**Directions for this task**.
A complete, exact copy of the data is the required answer.

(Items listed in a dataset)
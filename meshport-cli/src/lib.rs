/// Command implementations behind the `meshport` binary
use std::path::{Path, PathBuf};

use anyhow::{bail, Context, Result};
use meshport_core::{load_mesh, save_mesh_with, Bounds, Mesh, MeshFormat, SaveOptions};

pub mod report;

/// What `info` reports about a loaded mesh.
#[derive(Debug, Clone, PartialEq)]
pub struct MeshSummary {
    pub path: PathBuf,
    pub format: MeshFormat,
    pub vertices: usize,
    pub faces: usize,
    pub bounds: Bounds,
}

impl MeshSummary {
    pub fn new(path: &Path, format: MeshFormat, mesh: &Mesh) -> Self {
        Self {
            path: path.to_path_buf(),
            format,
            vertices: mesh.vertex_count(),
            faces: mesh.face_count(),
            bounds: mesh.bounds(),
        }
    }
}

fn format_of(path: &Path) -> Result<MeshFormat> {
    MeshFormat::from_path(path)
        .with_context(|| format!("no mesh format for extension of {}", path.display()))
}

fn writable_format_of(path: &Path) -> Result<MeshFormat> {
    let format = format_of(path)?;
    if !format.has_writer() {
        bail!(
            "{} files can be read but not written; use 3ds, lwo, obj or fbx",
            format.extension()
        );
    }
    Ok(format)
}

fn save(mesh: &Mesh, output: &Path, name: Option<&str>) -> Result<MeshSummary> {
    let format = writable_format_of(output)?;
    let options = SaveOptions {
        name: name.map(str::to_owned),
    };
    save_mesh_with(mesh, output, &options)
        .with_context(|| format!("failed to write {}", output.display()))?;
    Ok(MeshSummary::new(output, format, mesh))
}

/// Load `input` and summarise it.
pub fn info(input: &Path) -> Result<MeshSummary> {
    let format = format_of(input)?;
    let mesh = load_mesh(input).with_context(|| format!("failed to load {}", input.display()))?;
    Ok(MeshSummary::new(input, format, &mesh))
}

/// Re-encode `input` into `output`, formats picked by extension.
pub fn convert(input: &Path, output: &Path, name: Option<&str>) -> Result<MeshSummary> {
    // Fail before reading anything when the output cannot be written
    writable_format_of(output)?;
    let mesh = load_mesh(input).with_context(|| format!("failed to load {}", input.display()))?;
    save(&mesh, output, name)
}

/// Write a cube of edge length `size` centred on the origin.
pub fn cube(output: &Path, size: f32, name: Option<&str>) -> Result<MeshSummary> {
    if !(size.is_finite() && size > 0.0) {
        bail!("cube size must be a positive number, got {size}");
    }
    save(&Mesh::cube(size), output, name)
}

**Solution for this exercise**.
filename meshport-cli/src/lib.rs
/// Command implementations behind the `meshport` binary
use std::path::{Path, PathBuf};

use anyhow::{bail, Context, Result};
use meshport_core::{load_mesh, save_mesh_with, Bounds, Mesh, MeshFormat, SaveOptions};

pub mod report;

/// What `info` reports about a loaded mesh.
#[derive(Debug, Clone, PartialEq)]
pub struct MeshSummary {
    pub path: PathBuf,
    pub format: MeshFormat,
    pub vertices: usize,
    pub faces: usize,
    pub bounds: Bounds,
}

impl MeshSummary {
    pub fn new(path: &Path, format: MeshFormat, mesh: &Mesh) -> Self {
        Self {
            path: path.to_path_buf(),
            format,
            vertices: mesh.vertex_count(),
            faces: mesh.face_count(),
            bounds: mesh.bounds(),
        }
    }
}

fn format_of(path: &Path) -> Result<MeshFormat> {
    MeshFormat::from_path(path)
        .with_context(|| format!("no mesh format for extension of {}", path.display()))
}

fn writable_format_of(path: &Path) -> Result<MeshFormat> {
    let format = format_of(path)?;
    if !format.has_writer() {
        bail!(
            "{} files can be read but not written; use 3ds, lwo, obj or fbx",
            format.extension()
        );
    }
    Ok(format)
}

fn save(mesh: &Mesh, output: &Path, name: Option<&str>) -> Result<MeshSummary> {
    let format = writable_format_of(output)?;
    let options = SaveOptions {
        name: name.map(str::to_owned),
    };
    save_mesh_with(mesh, output, &options)
        .with_context(|| format!("failed to write {}", output.display()))?;
    Ok(MeshSummary::new(output, format, mesh))
}

/// Load `input` and summarise it.
pub fn info(input: &Path) -> Result<MeshSummary> {
    let format = format_of(input)?;
    let mesh = load_mesh(input).with_context(|| format!("failed to load {}", input.display()))?;
    Ok(MeshSummary::new(input, format, &mesh))
}

/// Re-encode `input` into `output`, formats picked by extension.
pub fn convert(input: &Path, output: &Path, name: Option<&str>) -> Result<MeshSummary> {
    // Fail before reading anything when the output cannot be written
    writable_format_of(output)?;
    let mesh = load_mesh(input).with_context(|| format!("failed to load {}", input.display()))?;
    save(&mesh, output, name)
}

/// Write a cube of edge length `size` centred on the origin.
pub fn cube(output: &Path, size: f32, name: Option<&str>) -> Result<MeshSummary> {
    if !(size.is_finite() && size > 0.0) {
        bail!("cube size must be a positive number, got {size}");
    }
    save(&Mesh::cube(size), output, name)
}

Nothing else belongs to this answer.